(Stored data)
//! This module provides the parser for Turing Machine programs, utilizing the `pest` crate.
//! It defines the grammar for `.tur` files and functions to parse the input into a `Program` struct.

use crate::{
    analyzer::analyze,
    types::{
        Direction, Program, Transition, TransitionTable, TuringMachineError,
        DEFAULT_ACCEPT_STATE, DEFAULT_BLANK_SYMBOL, DEFAULT_REJECT_STATE, INPUT_BLANK_SYMBOL,
        MAX_EXECUTION_STEPS,
    },
};
use pest::{
    error::{Error, ErrorVariant},
    iterators::{Pair, Pairs},
    Parser as PestParser, Span,
};
use pest_derive::Parser as PestParser;
use std::collections::HashSet;

/// Derives a `PestParser` for the Turing Machine grammar defined in `grammar.pest`.
#[derive(PestParser)]
#[grammar = "grammar.pest"]
pub struct TuringMachineParser;

/// Parses the given input string into a `Program` struct.
///
/// This is the main entry point for parsing Turing Machine program definitions.
/// It trims the input, parses it using the `TuringMachineParser`, and then processes
/// the resulting parse tree into a structured `Program`. The parsed program is
/// automatically validated before being returned.
///
/// # Arguments
///
/// * `input` - A string slice containing the Turing Machine program definition.
///
/// # Returns
///
/// * `Ok(Program)` if the input is successfully parsed and validated.
/// * `Err(TuringMachineError::ParseError)` if there are any syntax errors.
/// * `Err(TuringMachineError::ValidationError)` if the program fails validation.
pub fn parse(input: &str) -> Result<Program, TuringMachineError> {
    let root = TuringMachineParser::parse(Rule::program, input.trim())
        .map_err(|e| TuringMachineError::ParseError(e.into()))?
        .next()
        .ok_or_else(|| TuringMachineError::ValidationError("Empty program".into()))?;

    let program = parse_program(root)?;

    // Analyze the parsed program
    analyze(&program)?;

    log::debug!(
        "Parsed program '{}' with {} states and {} transitions",
        program.name,
        program.states.len(),
        program.rules.len()
    );

    Ok(program)
}

/// Parses the top-level structure of a Turing Machine program from a `Pair<Rule::program>`.
///
/// Headers precede the `rules:` section, so the blank symbol is known by the time
/// the transitions are read.
fn parse_program(pair: Pair<Rule>) -> Result<Program, TuringMachineError> {
    let mut name: Option<String> = None;
    let mut blank: Option<char> = None;
    let mut accept: Option<String> = None;
    let mut reject: Option<String> = None;
    let mut limit: Option<usize> = None;
    let mut rules: Option<(Vec<String>, TransitionTable)> = None;
    let mut seen = HashSet::new();

    for p in pair.into_inner() {
        let span = p.as_span();
        let rule = p.as_rule();

        check_unique_rule(rule, span, &mut seen)?;

        match rule {
            Rule::name => name = Some(parse_inner_string(p).trim().to_string()),
            Rule::blank => blank = Some(parse_symbol(&parse_inner_string(p))),
            Rule::accept => accept = Some(parse_inner_string(p)),
            Rule::reject => reject = Some(parse_inner_string(p)),
            Rule::limit => limit = Some(parse_limit(p)?),
            Rule::rules => {
                rules = Some(parse_transitions(p, blank.unwrap_or(DEFAULT_BLANK_SYMBOL))?)
            }
            _ => {} // Skip EOI
        }
    }

    let name = check_required_rule(name, "name")?;
    let (states, rules) = check_required_rule(rules, "rules")?;
    let initial_state = states.first().cloned().ok_or_else(|| {
        TuringMachineError::ValidationError("The 'rules' section declares no states".into())
    })?;

    Ok(Program {
        name,
        initial_state,
        accept_state: accept.unwrap_or_else(|| DEFAULT_ACCEPT_STATE.to_string()),
        reject_state: reject.unwrap_or_else(|| DEFAULT_REJECT_STATE.to_string()),
        blank: blank.unwrap_or(DEFAULT_BLANK_SYMBOL),
        max_steps: limit.unwrap_or(MAX_EXECUTION_STEPS),
        states,
        rules,
    })
}

/// Creates a `TuringMachineError::ParseError` pointing at `span`.
fn parse_error(msg: &str, span: Span) -> TuringMachineError {
    TuringMachineError::ParseError(Box::new(Error::new_from_span(
        ErrorVariant::CustomError {
            message: msg.to_string(),
        },
        span,
    )))
}

fn parse_limit(pair: Pair<Rule>) -> Result<usize, TuringMachineError> {
    let span = pair.as_span();
    let value = parse_inner_string(pair);

    value
        .parse::<usize>()
        .map_err(|_| parse_error(&format!("Invalid step limit: {value}"), span))
}

/// Parses the transition rules section from a `Pair<Rule::rules>`.
///
/// Returns the declared states in order (the first one is the initial state) and
/// the transition table. Duplicate state blocks and duplicate `(state, symbol)`
/// keys are rejected.
fn parse_transitions(
    pair: Pair<Rule>,
    blank: char,
) -> Result<(Vec<String>, TransitionTable), TuringMachineError> {
    let mut states = Vec::new();
    let mut table = TransitionTable::new();

    for transition_pair in pair.into_inner() {
        let span = transition_pair.as_span();
        let mut pairs = transition_pair.into_inner();
        let state = parse_string(&mut pairs);

        // Prevent duplicated transition rule
        if states.contains(&state) {
            return Err(parse_error(
                &format!("Duplicate transition rule: {state}"),
                span,
            ));
        }

        for action in pairs.filter(|p| p.as_rule() == Rule::action) {
            let span = action.as_span();
            let (read, transition) = parse_action(action, blank)?;

            if table.contains_key(&(state.clone(), read)) {
                return Err(parse_error(
                    &format!("Duplicate transition for state {state} and symbol '{read}'"),
                    span,
                ));
            }

            table.insert((state.clone(), read), transition);
        }

        states.push(state);
    }

    Ok((states, table))
}

/// Parses a single action from a `Pair<Rule::action>`.
///
/// It extracts the read symbol, write symbol (defaults to read if omitted), direction,
/// next state and the optional note.
fn parse_action(pair: Pair<Rule>, blank: char) -> Result<(char, Transition), TuringMachineError> {
    let mut pairs = pair.into_inner();
    let read = rewrite_blank(parse_symbol_from_pairs(&mut pairs), blank);

    // If `write` is omitted, we'll make `write` equal to `read`
    let write = match pairs.peek().map(|p| p.as_rule()) {
        Some(Rule::symbol) => rewrite_blank(parse_symbol_from_pairs(&mut pairs), blank),
        _ => read,
    };

    // The grammar requires a direction in every action
    let direction = parse_direction(pairs.next().unwrap())?;
    let next_state = parse_string(&mut pairs);
    let note = pairs
        .next()
        .map(parse_inner_string)
        .map(|s| s.trim().to_string())
        .filter(|s| !s.is_empty());

    Ok((
        read,
        Transition {
            write,
            direction,
            next_state,
            note,
        },
    ))
}

/// Parses a single direction from a `Pair<Rule::direction>`.
///
/// Supports '<' or 'L' for Left, '>' or 'R' for Right, and '-' or 'S' for Stay.
fn parse_direction(pair: Pair<Rule>) -> Result<Direction, TuringMachineError> {
    let span = pair.as_span();
    match pair.as_str() {
        "<" | "L" => Ok(Direction::Left),
        ">" | "R" => Ok(Direction::Right),
        "-" | "S" => Ok(Direction::Stay),
        _ => Err(parse_error(
            &format!("Unsupported direction: {}", pair.as_str()),
            span,
        )),
    }
}

/// Parses a single character symbol from a string, handling quoted and unquoted symbols.
fn parse_symbol(input: &str) -> char {
    let inner = input
        .strip_prefix('\'')
        .and_then(|s| s.strip_suffix('\''))
        .unwrap_or(input);

    inner.chars().next().unwrap_or(DEFAULT_BLANK_SYMBOL)
}

/// `_` inside a rule always denotes the program's blank symbol.
fn rewrite_blank(symbol: char, blank: char) -> char {
    if symbol == INPUT_BLANK_SYMBOL {
        blank
    } else {
        symbol
    }
}

/// Parses a single character symbol from a `Pairs` iterator.
fn parse_symbol_from_pairs(pairs: &mut Pairs<Rule>) -> char {
    parse_symbol(&parse_string(pairs))
}

/// Extracts the inner string content from a `Pair`.
fn parse_inner_string(pair: Pair<Rule>) -> String {
    pair.into_inner()
        .next()
        .map(|p| p.as_str().to_string())
        .unwrap_or_default()
}

/// Extracts the string content from the current `Pair` in a `Pairs` iterator.
fn parse_string(pairs: &mut Pairs<Rule>) -> String {
    pairs
        .next()
        .map(|p| p.as_str().to_string())
        .unwrap_or_default()
}

/// Checks if a given rule has already been declared, ensuring uniqueness for top-level sections.
fn check_unique_rule(
    rule: Rule,
    span: Span,
    seen: &mut HashSet<Rule>,
) -> Result<(), TuringMachineError> {
    if !matches!(
        rule,
        Rule::name | Rule::blank | Rule::accept | Rule::reject | Rule::limit | Rule::rules
    ) {
        return Ok(());
    };

    if !seen.insert(rule) {
        return Err(parse_error(
            &format!("Duplicate \"{rule:?}:\" declaration"),
            span,
        ));
    }

    Ok(())
}

/// Checks if a required rule is present, returning an `Err` if it's missing.
fn check_required_rule<T>(value: Option<T>, name: &str) -> Result<T, TuringMachineError> {
    value.ok_or_else(|| TuringMachineError::ValidationError(format!("Missing '{name}' section")))
}

#[cfg(test)]
mod tests {
    use super::*;

    #[test]
    fn test_parse_simple_program() {
        let input = r#"
name: Simple Test
rules:
  start:
    a -> b, R, start
    _ -> _, S, qaccept
"#;

        let program = parse(input).unwrap();
        assert_eq!(program.name, "Simple Test");
        assert_eq!(program.initial_state, "start");
        assert_eq!(program.accept_state, DEFAULT_ACCEPT_STATE);
        assert_eq!(program.reject_state, DEFAULT_REJECT_STATE);
        assert_eq!(program.max_steps, MAX_EXECUTION_STEPS);
        assert_eq!(
            program.transition("start", 'a'),
            Some(&Transition {
                write: 'b',
                direction: Direction::Right,
                next_state: "start".into(),
                note: None,
            })
        );
        assert_eq!(program.rules.len(), 2);
    }

    #[test]
    fn test_parse_headers() {
        let input = r#"
// Comments are allowed anywhere
name: Headers
blank: '#'
accept: done
reject: fail
limit: 42
rules:
  q0:
    _ -> x, L, done
"#;

        let program = parse(input).unwrap();
        assert_eq!(program.blank, '#');
        assert_eq!(program.accept_state, "done");
        assert_eq!(program.reject_state, "fail");
        assert_eq!(program.max_steps, 42);
        // `_` in a rule is rewritten to the declared blank
        assert!(program.transition("q0", '#').is_some());
        assert!(program.transition("q0", '_').is_none());
    }

    #[test]
    fn test_parse_notes_and_comments() {
        let input = r#"
name: Notes
rules:
  q0:
    a -> X, R, q1   # mark the first a
  q1: // trailing comment
    _, S, qaccept
"#;

        let program = parse(input).unwrap();
        assert_eq!(
            program.transition("q0", 'a').unwrap().note.as_deref(),
            Some("mark the first a")
        );
        assert_eq!(program.transition("q1", '_').unwrap().note, None);
        assert_eq!(program.states, vec!["q0", "q1"]);
    }

    #[test]
    fn test_parse_duplicate_section() {
        let input = r#"
name: First Name
name: Second Name
rules:
  start:
    a -> b, R, qaccept
"#;
        let error = parse(input).unwrap_err();
        assert!(matches!(error, TuringMachineError::ParseError(_)));
        assert!(error
            .to_string()
            .contains("Duplicate \"name:\" declaration"));
    }

    #[test]
    fn test_parse_missing_name() {
        let input = r#"
rules:
  start:
    a -> b, R, qaccept
"#;
        let error = parse(input).unwrap_err();
        assert_eq!(
            error.to_string(),
            "Program validation error: Missing 'name' section"
        );
    }

    #[test]
    fn test_parse_missing_transitions() {
        let input = r#"
name: Missing Transitions
"#;
        let error = parse(input).unwrap_err();
        assert!(matches!(error, TuringMachineError::ValidationError(_)));
        assert_eq!(
            error.to_string(),
            "Program validation error: Missing 'rules' section"
        );
    }

    #[test]
    fn test_parse_duplicate_transition_rule() {
        let input = r#"
name: Duplicate Transition
rules:
  start:
    a -> b, R, qaccept
  start:
    b -> a, L, start
"#;
        let error = parse(input).unwrap_err();
        assert!(matches!(error, TuringMachineError::ParseError(_)));
        assert!(error
            .to_string()
            .contains("Duplicate transition rule: start"));
    }

    #[test]
    fn test_parse_duplicate_symbol_in_state() {
        let input = r#"
name: Nondeterministic
rules:
  start:
    a -> b, R, qaccept
    a -> c, L, qreject
"#;
        let error = parse(input).unwrap_err();
        assert!(matches!(error, TuringMachineError::ParseError(_)));
        assert!(error
            .to_string()
            .contains("Duplicate transition for state start and symbol 'a'"));
    }

    #[test]
    fn test_parse_unsupported_direction() {
        let input = r#"
name: Bad Direction
rules:
  start:
    a -> b, X, qaccept
"#;
        let error = parse(input).unwrap_err();
        assert!(matches!(error, TuringMachineError::ParseError(_)));
    }

    #[test]
    fn test_parse_direction_aliases() {
        let input = r#"
name: Aliases
rules:
  start:
    a -> a, >, start
    b -> b, <, start
    c -> c, -, qaccept
"#;
        let program = parse(input).unwrap();
        assert_eq!(
            program.transition("start", 'a').unwrap().direction,
            Direction::Right
        );
        assert_eq!(
            program.transition("start", 'b').unwrap().direction,
            Direction::Left
        );
        assert_eq!(
            program.transition("start", 'c').unwrap().direction,
            Direction::Stay
        );
    }

    #[test]
    fn test_parse_omitted_write_symbol() {
        let input = r#"
name: Omitted Write
rules:
  start:
    a, R, qaccept
"#;
        let program = parse(input).unwrap();
        let transition = program.transition("start", 'a').unwrap();
        assert_eq!(transition.write, 'a'); // Should write what it read
        assert_eq!(transition.direction, Direction::Right);
        assert_eq!(transition.next_state, "qaccept");
    }

    #[test]
    fn test_parse_quoted_symbols() {
        let input = r#"
name: Quoted
rules:
  start:
    ',' -> ':', R, qaccept
"#;
        let program = parse(input).unwrap();
        assert_eq!(program.transition("start", ',').unwrap().write, ':');
    }

    #[test]
    fn test_parse_syntax_error() {
        let error = parse("name: Broken\nrules:\n  start:\n    a -> b R qaccept").unwrap_err();
        assert!(matches!(error, TuringMachineError::ParseError(_)));
    }

    #[test]
    fn test_parse_missing_direction() {
        let error = parse("name: Broken\nrules:\n  start:\n    a -> b, qaccept").unwrap_err();
        assert!(matches!(error, TuringMachineError::ParseError(_)));
    }
}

◆ WHAT YOU NEED TO DO:
Lines from the top of the entries above to the line that contains "Machine program definitions." should be set down exactly, please, with both ends kept and nothing added.

◆ RESPONSE:
//! This module provides the parser for Turing Machine programs, utilizing the `pest` crate.
//! It defines the grammar for `.tur` files and functions to parse the input into a `Program` struct.

use crate::{
    analyzer::analyze,
    types::{
        Direction, Program, Transition, TransitionTable, TuringMachineError,
        DEFAULT_ACCEPT_STATE, DEFAULT_BLANK_SYMBOL, DEFAULT_REJECT_STATE, INPUT_BLANK_SYMBOL,
        MAX_EXECUTION_STEPS,
    },
};
use pest::{
    error::{Error, ErrorVariant},
    iterators::{Pair, Pairs},
    Parser as PestParser, Span,
};
use pest_derive::Parser as PestParser;
use std::collections::HashSet;

/// Derives a `PestParser` for the Turing Machine grammar defined in `grammar.pest`.
#[derive(PestParser)]
#[grammar = "grammar.pest"]
pub struct TuringMachineParser;

/// Parses the given input string into a `Program` struct.
///
/// This is the main entry point for parsing Turing Machine program definitions.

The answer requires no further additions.